Tuberculosis (1921), Diphtheria (1923), Tetanus (1926) and Whooping Cough (1926)

This flurry of vaccine development also coincided with the use of aluminum salts to increase the vaccines’ effectiveness. Many years later, the same salts were suspected of causing a condition known as macrophagic myofasciitis, characterized by lesions and fatigue.

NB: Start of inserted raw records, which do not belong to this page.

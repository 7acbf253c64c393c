/// Password Hashing and Verification
///
/// bcrypt with a configurable cost. The `_async` variants move the work to
/// the tokio blocking pool; request handlers must use those so one slow hash
/// does not hold up the actix worker.

use std::sync::Arc;

use crate::configuration::HashingSettings;
use crate::error::AppError;

const DECOY_PASSWORD: &str = "decoy-password-never-issued";

#[derive(Debug, Clone)]
pub struct PasswordHasher {
    cost: u32,
    /// Hash at the configured cost, verified against when the account does
    /// not exist so both login failures take the same time.
    decoy_hash: Arc<str>,
}

impl PasswordHasher {
    /// # Errors
    /// Returns an internal error if bcrypt rejects the configured cost.
    pub fn new(settings: &HashingSettings) -> Result<Self, AppError> {
        let decoy_hash = bcrypt::hash(DECOY_PASSWORD, settings.cost)
            .map_err(|e| AppError::Internal(format!("Password hashing failed: {}", e)))?;

        Ok(Self {
            cost: settings.cost,
            decoy_hash: decoy_hash.into(),
        })
    }

    /// Salted bcrypt hash of `password`. Blocks for the full bcrypt cost.
    ///
    /// # Errors
    /// Returns an internal error if bcrypt rejects the input.
    pub fn hash(&self, password: &str) -> Result<String, AppError> {
        bcrypt::hash(password, self.cost)
            .map_err(|e| AppError::Internal(format!("Password hashing failed: {}", e)))
    }

    /// Check `password` against a stored bcrypt hash. Blocks for the cost
    /// recorded in `hash`.
    ///
    /// # Errors
    /// Returns an internal error if `hash` is not a bcrypt hash.
    pub fn verify(&self, password: &str, hash: &str) -> Result<bool, AppError> {
        bcrypt::verify(password, hash)
            .map_err(|e| AppError::Internal(format!("Password verification failed: {}", e)))
    }

    pub async fn hash_async(&self, password: String) -> Result<String, AppError> {
        let hasher = self.clone();
        tokio::task::spawn_blocking(move || hasher.hash(&password))
            .await
            .map_err(|e| AppError::Internal(format!("Password hashing task failed: {}", e)))?
    }

    pub async fn verify_async(&self, password: String, hash: String) -> Result<bool, AppError> {
        let hasher = self.clone();
        tokio::task::spawn_blocking(move || hasher.verify(&password, &hash))
            .await
            .map_err(|e| AppError::Internal(format!("Password verification task failed: {}", e)))?
    }

    /// Full-cost verify for a login whose account does not exist. Always
    /// `false` for real input.
    pub async fn verify_decoy_async(&self, password: String) -> Result<bool, AppError> {
        let decoy = self.decoy_hash.to_string();
        self.verify_async(password, decoy).await
    }
}

#[cfg(test)]
mod tests {
    use super::*;

    fn hasher() -> PasswordHasher {
        PasswordHasher::new(&HashingSettings { cost: 4 }).unwrap()
    }

    #[test]
    fn test_hash_password() {
        let password = "ValidPassword123";
        let hash = hasher().hash(password).expect("Failed to hash password");

        assert_ne!(password, hash);
        assert!(hash.starts_with("$2"));
        assert_eq!(hash.len(), 60);
    }

    #[test]
    fn test_verify_password() {
        let hash = hasher().hash("ValidPassword123").unwrap();

        assert!(hasher().verify("ValidPassword123", &hash).unwrap());
    }

    #[test]
    fn test_verify_wrong_password() {
        let hash = hasher().hash("ValidPassword123").unwrap();

        assert!(!hasher().verify("WrongPassword123", &hash).unwrap());
        assert!(!hasher().verify("", &hash).unwrap());
    }

    #[test]
    fn test_hashes_are_salted() {
        let first = hasher().hash("same-password").unwrap();
        let second = hasher().hash("same-password").unwrap();

        assert_ne!(first, second);
        assert!(hasher().verify("same-password", &first).unwrap());
        assert!(hasher().verify("same-password", &second).unwrap());
    }

    #[test]
    fn test_cost_is_embedded_in_hash() {
        let hash = hasher().hash("pw12345678").unwrap();
        assert!(hash.starts_with("$2b$04$"));

        // A hash made with another cost still verifies
        let stronger = PasswordHasher::new(&HashingSettings { cost: 5 })
            .unwrap()
            .hash("pw12345678")
            .unwrap();
        assert!(hasher().verify("pw12345678", &stronger).unwrap());
    }

    #[tokio::test]
    async fn test_decoy_verify_runs_at_configured_cost() {
        let hasher = PasswordHasher::new(&HashingSettings { cost: 5 }).unwrap();

        assert!(hasher.decoy_hash.starts_with("$2b$05$"));
        assert!(!hasher.verify_decoy_async("SecurePass123".to_string()).await.unwrap());
    }

    #[test]
    fn test_malformed_hash_is_an_error() {
        assert!(hasher().verify("password", "not-a-bcrypt-hash").is_err());
    }

    #[tokio::test]
    async fn test_async_hash_and_verify() {
        let hasher = hasher();
        let hash = hasher.hash_async("ValidPassword123".to_string()).await.unwrap();

        assert!(hasher
            .verify_async("ValidPassword123".to_string(), hash.clone())
            .await
            .unwrap());
        assert!(!hasher
            .verify_async("Other".to_string(), hash)
            .await
            .unwrap());
    }
}
pub mod ai_client;
pub mod auth;
pub mod configuration;
pub mod error;
pub mod logger;
pub mod places_client;
pub mod routes;
pub mod startup;
pub mod store;
pub mod telemetry;
pub mod validators;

False Study Linking Vaccine to Autism

A study by Andrew Wakefield published in 1998 in The Lancet, a prominent medical journal, associated autism with the MMR vaccine for measles, mumps and rubella. The paper was later determined fraudulent and retracted. In 2010, Wakefield was removed from the UK medical register for misconduct. Yet the anti-vaccine movement still cites this fraudulent work. (Robert F. Kennedy Jr. for years has suggested thimerosal, a mercury-based preservative used in some new vaccines, was a health threat and the federal government was hiding its link to autism.)

Swine Flu

Millions of vaccine doses developed for Swine flu, a respiratory disease also known as H1N1 that was discovered in 2009, were destroyed after the disease was determined not as deadly as suspected, adding to vaccine suspicion. Even more suspicion: One of the vaccines, Pandemrix, increased the risk of narcolepsy — 440 of 5.5 million recipients of the vaccine in Sweden were compensated after developing the sleep disorder.

Polio

The polio vaccine, developed in 1953 by Jonas Salk, was perhaps the most widely accepted vaccine in U.S. history. Yet today the viral disease, which causes paralysis in young children, remains a health threat in pockets of the world. The Taliban, which once banned the polio vaccine in Afghanistan as an effort by the West to sterilize Muslim children, restarted a door-to-door vaccine campaign last fall after a three-year pause.